● Directions
Gather all lines in the records below that include the word "anyhow".

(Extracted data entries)
=== Begin Enclosure ===

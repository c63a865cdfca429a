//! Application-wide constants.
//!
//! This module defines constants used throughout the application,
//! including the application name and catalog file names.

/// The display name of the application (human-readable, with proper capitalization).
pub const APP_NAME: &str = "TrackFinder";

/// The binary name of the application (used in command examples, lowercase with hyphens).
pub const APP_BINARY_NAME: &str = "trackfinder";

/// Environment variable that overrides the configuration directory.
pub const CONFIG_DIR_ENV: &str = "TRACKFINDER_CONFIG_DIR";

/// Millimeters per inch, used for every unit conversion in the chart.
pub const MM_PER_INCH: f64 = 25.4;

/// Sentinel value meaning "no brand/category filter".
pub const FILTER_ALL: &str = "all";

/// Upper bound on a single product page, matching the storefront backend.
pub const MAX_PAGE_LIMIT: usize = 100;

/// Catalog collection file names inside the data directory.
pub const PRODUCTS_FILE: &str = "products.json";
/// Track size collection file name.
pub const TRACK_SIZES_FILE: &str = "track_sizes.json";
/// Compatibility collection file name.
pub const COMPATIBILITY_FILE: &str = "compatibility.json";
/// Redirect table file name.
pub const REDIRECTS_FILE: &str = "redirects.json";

=== End Enclosure ===
=== Begin Enclosure ===

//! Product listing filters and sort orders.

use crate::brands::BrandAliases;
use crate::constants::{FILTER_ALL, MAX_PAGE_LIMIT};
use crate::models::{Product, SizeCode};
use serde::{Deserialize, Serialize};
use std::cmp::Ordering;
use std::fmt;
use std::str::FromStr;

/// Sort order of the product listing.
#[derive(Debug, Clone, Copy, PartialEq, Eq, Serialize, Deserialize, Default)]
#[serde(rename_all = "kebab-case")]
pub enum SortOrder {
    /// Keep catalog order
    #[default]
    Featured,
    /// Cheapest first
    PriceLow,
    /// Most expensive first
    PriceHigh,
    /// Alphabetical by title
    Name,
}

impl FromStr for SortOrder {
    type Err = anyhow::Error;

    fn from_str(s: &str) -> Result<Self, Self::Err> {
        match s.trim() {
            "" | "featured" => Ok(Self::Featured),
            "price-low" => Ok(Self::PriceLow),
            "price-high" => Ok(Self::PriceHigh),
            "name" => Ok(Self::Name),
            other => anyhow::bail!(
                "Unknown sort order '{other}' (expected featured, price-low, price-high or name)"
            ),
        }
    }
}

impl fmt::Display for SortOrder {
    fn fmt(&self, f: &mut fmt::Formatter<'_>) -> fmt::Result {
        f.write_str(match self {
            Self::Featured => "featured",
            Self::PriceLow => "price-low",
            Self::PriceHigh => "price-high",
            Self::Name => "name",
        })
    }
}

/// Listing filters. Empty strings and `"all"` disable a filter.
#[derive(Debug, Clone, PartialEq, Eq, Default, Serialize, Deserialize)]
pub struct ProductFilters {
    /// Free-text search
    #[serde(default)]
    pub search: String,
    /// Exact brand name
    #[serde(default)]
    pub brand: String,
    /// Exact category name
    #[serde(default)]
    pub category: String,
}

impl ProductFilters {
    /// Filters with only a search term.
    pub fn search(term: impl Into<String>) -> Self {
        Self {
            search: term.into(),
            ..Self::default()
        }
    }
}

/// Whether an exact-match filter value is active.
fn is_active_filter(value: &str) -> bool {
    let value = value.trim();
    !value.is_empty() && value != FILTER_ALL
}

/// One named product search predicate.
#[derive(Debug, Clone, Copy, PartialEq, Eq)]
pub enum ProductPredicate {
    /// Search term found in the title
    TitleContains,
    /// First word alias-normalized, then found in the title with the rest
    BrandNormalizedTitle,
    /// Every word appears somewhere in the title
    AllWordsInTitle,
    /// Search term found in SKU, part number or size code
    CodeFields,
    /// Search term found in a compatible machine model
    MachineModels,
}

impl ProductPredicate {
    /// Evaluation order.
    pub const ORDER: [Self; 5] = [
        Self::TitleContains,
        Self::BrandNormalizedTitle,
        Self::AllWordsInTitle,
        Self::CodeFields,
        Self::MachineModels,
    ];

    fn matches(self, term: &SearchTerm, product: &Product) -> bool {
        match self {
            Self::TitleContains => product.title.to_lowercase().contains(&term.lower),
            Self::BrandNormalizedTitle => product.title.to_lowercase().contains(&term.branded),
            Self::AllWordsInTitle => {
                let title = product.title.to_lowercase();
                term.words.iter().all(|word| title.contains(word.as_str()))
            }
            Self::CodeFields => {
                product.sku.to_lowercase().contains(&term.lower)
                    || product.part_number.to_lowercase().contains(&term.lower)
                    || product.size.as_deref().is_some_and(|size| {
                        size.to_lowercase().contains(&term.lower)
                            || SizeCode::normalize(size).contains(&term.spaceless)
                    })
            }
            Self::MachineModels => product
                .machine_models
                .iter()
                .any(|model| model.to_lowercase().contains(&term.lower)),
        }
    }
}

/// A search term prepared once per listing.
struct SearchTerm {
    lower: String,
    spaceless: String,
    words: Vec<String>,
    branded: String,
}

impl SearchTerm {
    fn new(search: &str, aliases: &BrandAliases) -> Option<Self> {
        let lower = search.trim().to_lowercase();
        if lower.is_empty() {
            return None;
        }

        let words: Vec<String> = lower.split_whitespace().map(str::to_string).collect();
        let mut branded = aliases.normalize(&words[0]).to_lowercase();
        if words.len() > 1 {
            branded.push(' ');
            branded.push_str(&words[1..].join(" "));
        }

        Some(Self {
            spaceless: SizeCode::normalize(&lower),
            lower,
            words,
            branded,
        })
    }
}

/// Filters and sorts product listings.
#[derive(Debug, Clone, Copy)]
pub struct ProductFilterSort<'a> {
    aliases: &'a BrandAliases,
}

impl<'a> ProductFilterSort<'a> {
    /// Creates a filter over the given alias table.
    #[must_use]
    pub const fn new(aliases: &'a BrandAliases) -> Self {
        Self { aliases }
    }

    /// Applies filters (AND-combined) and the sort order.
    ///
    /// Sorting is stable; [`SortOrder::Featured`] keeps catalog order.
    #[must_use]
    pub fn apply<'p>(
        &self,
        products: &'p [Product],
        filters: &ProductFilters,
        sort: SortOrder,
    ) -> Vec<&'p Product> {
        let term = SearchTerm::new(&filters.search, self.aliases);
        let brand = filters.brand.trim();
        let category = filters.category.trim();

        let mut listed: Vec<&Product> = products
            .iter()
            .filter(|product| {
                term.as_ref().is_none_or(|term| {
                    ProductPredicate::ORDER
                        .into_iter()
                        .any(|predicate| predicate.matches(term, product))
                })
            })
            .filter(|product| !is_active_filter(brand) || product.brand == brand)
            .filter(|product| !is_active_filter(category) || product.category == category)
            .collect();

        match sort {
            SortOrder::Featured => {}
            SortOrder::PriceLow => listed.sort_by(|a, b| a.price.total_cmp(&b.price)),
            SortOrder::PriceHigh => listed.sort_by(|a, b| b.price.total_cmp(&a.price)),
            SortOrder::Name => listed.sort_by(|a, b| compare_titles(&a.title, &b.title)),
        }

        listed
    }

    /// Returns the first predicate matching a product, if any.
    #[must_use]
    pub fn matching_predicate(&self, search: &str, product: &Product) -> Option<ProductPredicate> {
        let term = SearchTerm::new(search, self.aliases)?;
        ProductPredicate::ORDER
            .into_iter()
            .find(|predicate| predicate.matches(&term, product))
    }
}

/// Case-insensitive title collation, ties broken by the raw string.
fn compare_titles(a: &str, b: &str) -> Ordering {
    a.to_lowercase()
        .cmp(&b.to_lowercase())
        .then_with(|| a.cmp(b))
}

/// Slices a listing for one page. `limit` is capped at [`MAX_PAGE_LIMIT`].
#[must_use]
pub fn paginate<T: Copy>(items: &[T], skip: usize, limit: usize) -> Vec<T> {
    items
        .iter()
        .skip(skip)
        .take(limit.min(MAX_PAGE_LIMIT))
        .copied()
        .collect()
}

=== End Enclosure ===

● Exercise response
    type Err = anyhow::Error;
            other => anyhow::bail!(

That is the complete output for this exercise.